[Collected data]
========

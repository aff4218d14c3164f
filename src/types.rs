//! Wire types for the Stash GraphQL API.
//!
//! Server fields that may be absent or null are modeled with
//! `#[serde(default)]` so a partially-populated response still
//! deserializes.

use serde::{Deserialize, Serialize};
use serde_json::Value;

use crate::matcher::{self, NamedEntity};

/// JSON body of a GraphQL POST request.
#[derive(Debug, Serialize)]
pub struct GraphQlRequest<'a> {
    pub query: &'a str,
    #[serde(skip_serializing_if = "Option::is_none")]
    pub variables: Option<Value>,
}

/// Top-level GraphQL response envelope.
#[derive(Debug, Deserialize)]
pub struct GraphQlResponse {
    #[serde(default)]
    pub data: Option<Value>,
    #[serde(default)]
    pub errors: Vec<GraphQlError>,
}

/// A single server-reported GraphQL error.
#[derive(Debug, Deserialize)]
pub struct GraphQlError {
    pub message: String,
    #[serde(default)]
    pub path: Option<Value>,
}

/// List filter accepted by the find* queries.
#[derive(Debug, Clone, Serialize)]
pub struct FindFilter {
    pub q: String,
    pub per_page: i64,
    #[serde(skip_serializing_if = "Option::is_none")]
    pub sort: Option<String>,
    #[serde(skip_serializing_if = "Option::is_none")]
    pub direction: Option<String>,
}

impl FindFilter {
    /// Unpaged filter for a free-text query, sorted by name ascending.
    pub fn by_name(q: &str) -> Self {
        Self {
            q: q.to_string(),
            per_page: -1,
            sort: Some("name".to_string()),
            direction: Some("ASC".to_string()),
        }
    }

    /// Unpaged filter for a free-text query, sorted by path ascending.
    pub fn by_path(q: &str) -> Self {
        Self {
            q: q.to_string(),
            per_page: -1,
            sort: Some("path".to_string()),
            direction: Some("ASC".to_string()),
        }
    }

    /// Unpaged filter with no query and no explicit sort.
    pub fn unpaged() -> Self {
        Self {
            q: String::new(),
            per_page: -1,
            sort: None,
            direction: None,
        }
    }
}

/// Allowed perceptual-hash distance when searching for duplicate scenes.
#[derive(Debug, Clone, Copy, PartialEq, Eq)]
pub enum PhashDistance {
    Exact,
    High,
    Medium,
    Low,
}

impl PhashDistance {
    pub fn value(self) -> i64 {
        match self {
            PhashDistance::Exact => 0,
            PhashDistance::High => 4,
            PhashDistance::Medium => 8,
            PhashDistance::Low => 10,
        }
    }
}

/// Reference to an entity by id only.
#[derive(Debug, Clone, Deserialize, Serialize)]
pub struct IdRef {
    pub id: String,
}

/// A cross-instance identifier from a stash-box endpoint.
#[derive(Debug, Clone, Deserialize, Serialize)]
pub struct StashId {
    pub endpoint: String,
    pub stash_id: String,
}

#[derive(Debug, Clone, Deserialize, Serialize)]
pub struct Tag {
    pub id: String,
    pub name: String,
    #[serde(default)]
    pub aliases: Vec<String>,
    #[serde(default)]
    pub image_path: Option<String>,
    #[serde(default)]
    pub scene_count: Option<i64>,
}

#[derive(Debug, Clone, Default, Deserialize, Serialize)]
pub struct Performer {
    #[serde(default)]
    pub id: String,
    pub name: String,
    #[serde(default)]
    pub checksum: Option<String>,
    #[serde(default)]
    pub url: Option<String>,
    #[serde(default)]
    pub gender: Option<String>,
    #[serde(default)]
    pub twitter: Option<String>,
    #[serde(default)]
    pub instagram: Option<String>,
    #[serde(default)]
    pub birthdate: Option<String>,
    #[serde(default)]
    pub ethnicity: Option<String>,
    #[serde(default)]
    pub country: Option<String>,
    #[serde(default)]
    pub eye_color: Option<String>,
    #[serde(default)]
    pub height: Option<String>,
    #[serde(default)]
    pub measurements: Option<String>,
    #[serde(default)]
    pub fake_tits: Option<String>,
    #[serde(default)]
    pub career_length: Option<String>,
    #[serde(default)]
    pub tattoos: Option<String>,
    #[serde(default)]
    pub piercings: Option<String>,
    /// Raw alias string as stored server-side; split with
    /// [`alias_list`](Self::alias_list) before matching.
    #[serde(default)]
    pub aliases: Option<String>,
    #[serde(default)]
    pub favorite: Option<bool>,
    #[serde(default)]
    pub tags: Vec<Tag>,
    #[serde(default)]
    pub image_path: Option<String>,
    #[serde(default)]
    pub scene_count: Option<i64>,
    #[serde(default)]
    pub image_count: Option<i64>,
    #[serde(default)]
    pub gallery_count: Option<i64>,
    #[serde(default)]
    pub stash_ids: Vec<StashId>,
    #[serde(default)]
    pub rating: Option<i64>,
    #[serde(default)]
    pub details: Option<String>,
    #[serde(default)]
    pub death_date: Option<String>,
    #[serde(default)]
    pub hair_color: Option<String>,
    #[serde(default)]
    pub weight: Option<i64>,
}

impl Performer {
    /// Aliases split out of the raw server-side alias string.
    pub fn alias_list(&self) -> Vec<String> {
        self.aliases
            .as_deref()
            .map(matcher::split_alias_list)
            .unwrap_or_default()
    }
}

#[derive(Debug, Clone, Deserialize, Serialize)]
pub struct Studio {
    pub id: String,
    pub name: String,
    #[serde(default)]
    pub url: Option<String>,
    #[serde(default)]
    pub aliases: Vec<String>,
    #[serde(default)]
    pub rating: Option<i64>,
    #[serde(default)]
    pub details: Option<String>,
    #[serde(default)]
    pub stash_ids: Vec<StashId>,
    #[serde(default)]
    pub parent_studio: Option<ParentStudio>,
}

#[derive(Debug, Clone, Deserialize, Serialize)]
pub struct ParentStudio {
    pub id: String,
    #[serde(default)]
    pub name: Option<String>,
}

#[derive(Debug, Clone, Deserialize, Serialize)]
pub struct Movie {
    pub id: String,
    pub name: String,
    /// Single raw alias string, matched as-is.
    #[serde(default)]
    pub aliases: Option<String>,
    #[serde(default)]
    pub duration: Option<i64>,
    #[serde(default)]
    pub date: Option<String>,
    #[serde(default)]
    pub rating: Option<i64>,
    #[serde(default)]
    pub studio: Option<IdRef>,
    #[serde(default)]
    pub director: Option<String>,
    #[serde(default)]
    pub synopsis: Option<String>,
    #[serde(default)]
    pub url: Option<String>,
    #[serde(default)]
    pub scene_count: Option<i64>,
}

#[derive(Debug, Clone, Deserialize, Serialize)]
pub struct SceneFile {
    #[serde(default)]
    pub size: Option<Value>,
    #[serde(default)]
    pub duration: Option<f64>,
    #[serde(default)]
    pub video_codec: Option<String>,
    #[serde(default)]
    pub audio_codec: Option<String>,
    #[serde(default)]
    pub width: Option<i64>,
    #[serde(default)]
    pub height: Option<i64>,
    #[serde(default)]
    pub framerate: Option<f64>,
    #[serde(default)]
    pub bitrate: Option<i64>,
}

#[derive(Debug, Clone, Deserialize, Serialize)]
pub struct SceneMarker {
    pub id: String,
    #[serde(default)]
    pub scene: Option<IdRef>,
    pub title: String,
    pub seconds: f64,
    pub primary_tag: Tag,
    #[serde(default)]
    pub tags: Vec<Tag>,
}

/// Gallery summary as nested inside a scene.
#[derive(Debug, Clone, Deserialize, Serialize)]
pub struct SceneGallery {
    pub id: String,
    #[serde(default)]
    pub title: Option<String>,
    #[serde(default)]
    pub path: Option<String>,
    #[serde(default)]
    pub url: Option<String>,
    #[serde(default)]
    pub image_count: Option<i64>,
    #[serde(default)]
    pub tags: Vec<Tag>,
}

#[derive(Debug, Clone, Deserialize, Serialize)]
pub struct Scene {
    pub id: String,
    #[serde(default)]
    pub checksum: Option<String>,
    #[serde(default)]
    pub oshash: Option<String>,
    #[serde(default)]
    pub phash: Option<String>,
    #[serde(default)]
    pub title: Option<String>,
    #[serde(default)]
    pub details: Option<String>,
    #[serde(default)]
    pub url: Option<String>,
    #[serde(default)]
    pub date: Option<String>,
    #[serde(default)]
    pub rating: Option<i64>,
    #[serde(default)]
    pub organized: Option<bool>,
    #[serde(default)]
    pub o_counter: Option<i64>,
    #[serde(default)]
    pub path: Option<String>,
    #[serde(default)]
    pub tags: Vec<Tag>,
    #[serde(default)]
    pub file: Option<SceneFile>,
    #[serde(default)]
    pub galleries: Vec<SceneGallery>,
    #[serde(default)]
    pub performers: Vec<Performer>,
    #[serde(default)]
    pub scene_markers: Vec<SceneMarker>,
    #[serde(default)]
    pub studio: Option<Studio>,
    #[serde(default)]
    pub stash_ids: Vec<StashId>,
}

#[derive(Debug, Clone, Deserialize, Serialize)]
pub struct Gallery {
    pub id: String,
    #[serde(default)]
    pub checksum: Option<String>,
    #[serde(default)]
    pub path: Option<String>,
    #[serde(default)]
    pub title: Option<String>,
    #[serde(default)]
    pub date: Option<String>,
    #[serde(default)]
    pub url: Option<String>,
    #[serde(default)]
    pub details: Option<String>,
    #[serde(default)]
    pub rating: Option<i64>,
    #[serde(default)]
    pub organized: Option<bool>,
    #[serde(default)]
    pub image_count: Option<i64>,
    #[serde(default)]
    pub studio: Option<ParentStudio>,
    #[serde(default)]
    pub tags: Vec<Tag>,
    #[serde(default)]
    pub performers: Vec<Performer>,
    #[serde(default)]
    pub scenes: Vec<SceneSummary>,
}

#[derive(Debug, Clone, Deserialize, Serialize)]
pub struct SceneSummary {
    pub id: String,
    #[serde(default)]
    pub title: Option<String>,
}

#[derive(Debug, Clone, Default, Deserialize, Serialize)]
pub struct ScrapedTag {
    #[serde(default)]
    pub stored_id: Option<String>,
    pub name: String,
}

#[derive(Debug, Clone, Default, Deserialize, Serialize)]
pub struct ScrapedStudio {
    #[serde(default)]
    pub stored_id: Option<String>,
    pub name: String,
    #[serde(default)]
    pub url: Option<String>,
    #[serde(default)]
    pub remote_site_id: Option<String>,
}

#[derive(Debug, Clone, Default, Deserialize, Serialize)]
pub struct ScrapedPerformer {
    #[serde(default)]
    pub stored_id: Option<String>,
    #[serde(default)]
    pub name: Option<String>,
    #[serde(default)]
    pub gender: Option<String>,
    #[serde(default)]
    pub url: Option<String>,
    #[serde(default)]
    pub twitter: Option<String>,
    #[serde(default)]
    pub instagram: Option<String>,
    #[serde(default)]
    pub birthdate: Option<String>,
    #[serde(default)]
    pub ethnicity: Option<String>,
    #[serde(default)]
    pub country: Option<String>,
    #[serde(default)]
    pub eye_color: Option<String>,
    #[serde(default)]
    pub height: Option<String>,
    #[serde(default)]
    pub measurements: Option<String>,
    #[serde(default)]
    pub fake_tits: Option<String>,
    #[serde(default)]
    pub career_length: Option<String>,
    #[serde(default)]
    pub tattoos: Option<String>,
    #[serde(default)]
    pub piercings: Option<String>,
    #[serde(default)]
    pub aliases: Option<String>,
    #[serde(default)]
    pub tags: Vec<ScrapedTag>,
    #[serde(default)]
    pub images: Vec<String>,
    #[serde(default)]
    pub details: Option<String>,
    #[serde(default)]
    pub death_date: Option<String>,
    #[serde(default)]
    pub hair_color: Option<String>,
    #[serde(default)]
    pub weight: Option<String>,
    #[serde(default)]
    pub remote_site_id: Option<String>,
}

#[derive(Debug, Clone, Default, Deserialize, Serialize)]
pub struct ScrapedMovie {
    #[serde(default)]
    pub stored_id: Option<String>,
    #[serde(default)]
    pub name: Option<String>,
    #[serde(default)]
    pub aliases: Option<String>,
    #[serde(default)]
    pub duration: Option<String>,
    #[serde(default)]
    pub date: Option<String>,
    #[serde(default)]
    pub rating: Option<String>,
    #[serde(default)]
    pub director: Option<String>,
    #[serde(default)]
    pub synopsis: Option<String>,
    #[serde(default)]
    pub url: Option<String>,
    #[serde(default)]
    pub studio: Option<ScrapedStudio>,
    #[serde(default)]
    pub front_image: Option<String>,
    #[serde(default)]
    pub back_image: Option<String>,
}

#[derive(Debug, Clone, Default, Deserialize, Serialize)]
pub struct ScrapedScene {
    #[serde(default)]
    pub title: Option<String>,
    #[serde(default)]
    pub details: Option<String>,
    #[serde(default)]
    pub url: Option<String>,
    #[serde(default)]
    pub date: Option<String>,
    #[serde(default)]
    pub image: Option<String>,
    #[serde(default)]
    pub studio: Option<ScrapedStudio>,
    #[serde(default)]
    pub tags: Vec<ScrapedTag>,
    #[serde(default)]
    pub performers: Vec<ScrapedPerformer>,
    #[serde(default)]
    pub movies: Vec<ScrapedMovie>,
    #[serde(default)]
    pub duration: Option<i64>,
}

#[derive(Debug, Clone, Default, Deserialize, Serialize)]
pub struct ScrapedGallery {
    #[serde(default)]
    pub title: Option<String>,
    #[serde(default)]
    pub details: Option<String>,
    #[serde(default)]
    pub url: Option<String>,
    #[serde(default)]
    pub date: Option<String>,
    #[serde(default)]
    pub studio: Option<ScrapedStudio>,
    #[serde(default)]
    pub tags: Vec<ScrapedTag>,
    #[serde(default)]
    pub performers: Vec<ScrapedPerformer>,
}

impl NamedEntity for Tag {
    fn id(&self) -> &str {
        &self.id
    }
    fn name(&self) -> &str {
        &self.name
    }
    fn aliases(&self) -> Vec<String> {
        self.aliases.clone()
    }
}

impl NamedEntity for Performer {
    fn id(&self) -> &str {
        &self.id
    }
    fn name(&self) -> &str {
        &self.name
    }
    fn aliases(&self) -> Vec<String> {
        self.alias_list()
    }
}

impl NamedEntity for Studio {
    fn id(&self) -> &str {
        &self.id
    }
    fn name(&self) -> &str {
        &self.name
    }
    fn aliases(&self) -> Vec<String> {
        self.aliases.clone()
    }
}

impl NamedEntity for Movie {
    fn id(&self) -> &str {
        &self.id
    }
    fn name(&self) -> &str {
        &self.name
    }
    fn aliases(&self) -> Vec<String> {
        self.aliases.clone().into_iter().collect()
    }
}

#[cfg(test)]
mod tests {
    use super::*;

    #[test]
    fn test_phash_distance_values() {
        assert_eq!(PhashDistance::Exact.value(), 0);
        assert_eq!(PhashDistance::High.value(), 4);
        assert_eq!(PhashDistance::Medium.value(), 8);
        assert_eq!(PhashDistance::Low.value(), 10);
    }

    #[test]
    fn test_find_filter_serializes_without_unset_sort() {
        let json = serde_json::to_value(FindFilter::unpaged()).unwrap();
        assert_eq!(json["per_page"], -1);
        assert!(json.get("sort").is_none());
    }

    #[test]
    fn test_performer_alias_list_splits_raw_string() {
        let performer = Performer {
            id: "5".to_string(),
            name: "Jane Doe".to_string(),
            aliases: Some("JD/Janie".to_string()),
            ..Default::default()
        };
        assert_eq!(performer.alias_list(), vec!["JD", "Janie"]);
    }

    #[test]
    fn test_movie_alias_is_single_entry() {
        let json = serde_json::json!({ "id": "3", "name": "Trilogy", "aliases": "The Trilogy" });
        let movie: Movie = serde_json::from_value(json).unwrap();
        assert_eq!(movie.aliases(), vec!["The Trilogy"]);
    }
}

========

WORK TO COMPLETE:
From the line containing "#[cfg(test)]" down to the last line of the data, transcribe every line exactly; nothing else should appear.

SOLVED PROBLEM:
#[cfg(test)]
mod tests {
    use super::*;

    #[test]
    fn test_phash_distance_values() {
        assert_eq!(PhashDistance::Exact.value(), 0);
        assert_eq!(PhashDistance::High.value(), 4);
        assert_eq!(PhashDistance::Medium.value(), 8);
        assert_eq!(PhashDistance::Low.value(), 10);
    }

    #[test]
    fn test_find_filter_serializes_without_unset_sort() {
        let json = serde_json::to_value(FindFilter::unpaged()).unwrap();
        assert_eq!(json["per_page"], -1);
        assert!(json.get("sort").is_none());
    }

    #[test]
    fn test_performer_alias_list_splits_raw_string() {
        let performer = Performer {
            id: "5".to_string(),
            name: "Jane Doe".to_string(),
            aliases: Some("JD/Janie".to_string()),
            ..Default::default()
        };
        assert_eq!(performer.alias_list(), vec!["JD", "Janie"]);
    }

    #[test]
    fn test_movie_alias_is_single_entry() {
        let json = serde_json::json!({ "id": "3", "name": "Trilogy", "aliases": "The Trilogy" });
        let movie: Movie = serde_json::from_value(json).unwrap();
        assert_eq!(movie.aliases(), vec!["The Trilogy"]);
    }
}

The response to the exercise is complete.